** EXERCISE PROMPT **
Print each record below exactly as it appears.

(Saved data entries)

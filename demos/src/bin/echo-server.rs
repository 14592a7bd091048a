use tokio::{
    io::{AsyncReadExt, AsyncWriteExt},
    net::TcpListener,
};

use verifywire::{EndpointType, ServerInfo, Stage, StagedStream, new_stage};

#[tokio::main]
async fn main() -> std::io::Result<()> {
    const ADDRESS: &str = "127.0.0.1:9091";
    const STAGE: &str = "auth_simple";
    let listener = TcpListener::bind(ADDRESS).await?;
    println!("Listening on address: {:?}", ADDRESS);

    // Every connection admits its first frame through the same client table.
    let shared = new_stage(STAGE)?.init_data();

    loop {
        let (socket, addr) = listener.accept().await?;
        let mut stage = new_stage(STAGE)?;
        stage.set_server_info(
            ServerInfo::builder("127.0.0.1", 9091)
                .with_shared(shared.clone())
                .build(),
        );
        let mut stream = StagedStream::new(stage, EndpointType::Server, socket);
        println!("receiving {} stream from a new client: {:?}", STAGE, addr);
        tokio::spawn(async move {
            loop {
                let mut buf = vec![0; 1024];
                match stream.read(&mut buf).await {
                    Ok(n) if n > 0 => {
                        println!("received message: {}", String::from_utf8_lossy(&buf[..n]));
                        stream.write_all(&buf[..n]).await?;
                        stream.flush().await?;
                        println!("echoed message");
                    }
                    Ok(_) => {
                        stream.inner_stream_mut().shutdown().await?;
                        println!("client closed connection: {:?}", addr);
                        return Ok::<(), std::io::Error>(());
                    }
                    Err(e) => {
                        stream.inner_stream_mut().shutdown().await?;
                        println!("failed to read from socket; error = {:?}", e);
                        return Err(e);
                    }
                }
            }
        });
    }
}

** TASK OUTPUT **
filename demos/src/bin/echo-server.rs
repository 14592a7bd091048a
use tokio::{
    io::{AsyncReadExt, AsyncWriteExt},
    net::TcpListener,
};

use verifywire::{EndpointType, ServerInfo, Stage, StagedStream, new_stage};

#[tokio::main]
async fn main() -> std::io::Result<()> {
    const ADDRESS: &str = "127.0.0.1:9091";
    const STAGE: &str = "auth_simple";
    let listener = TcpListener::bind(ADDRESS).await?;
    println!("Listening on address: {:?}", ADDRESS);

    // Every connection admits its first frame through the same client table.
    let shared = new_stage(STAGE)?.init_data();

    loop {
        let (socket, addr) = listener.accept().await?;
        let mut stage = new_stage(STAGE)?;
        stage.set_server_info(
            ServerInfo::builder("127.0.0.1", 9091)
                .with_shared(shared.clone())
                .build(),
        );
        let mut stream = StagedStream::new(stage, EndpointType::Server, socket);
        println!("receiving {} stream from a new client: {:?}", STAGE, addr);
        tokio::spawn(async move {
            loop {
                let mut buf = vec![0; 1024];
                match stream.read(&mut buf).await {
                    Ok(n) if n > 0 => {
                        println!("received message: {}", String::from_utf8_lossy(&buf[..n]));
                        stream.write_all(&buf[..n]).await?;
                        stream.flush().await?;
                        println!("echoed message");
                    }
                    Ok(_) => {
                        stream.inner_stream_mut().shutdown().await?;
                        println!("client closed connection: {:?}", addr);
                        return Ok::<(), std::io::Error>(());
                    }
                    Err(e) => {
                        stream.inner_stream_mut().shutdown().await?;
                        println!("failed to read from socket; error = {:?}", e);
                        return Err(e);
                    }
                }
            }
        });
    }
}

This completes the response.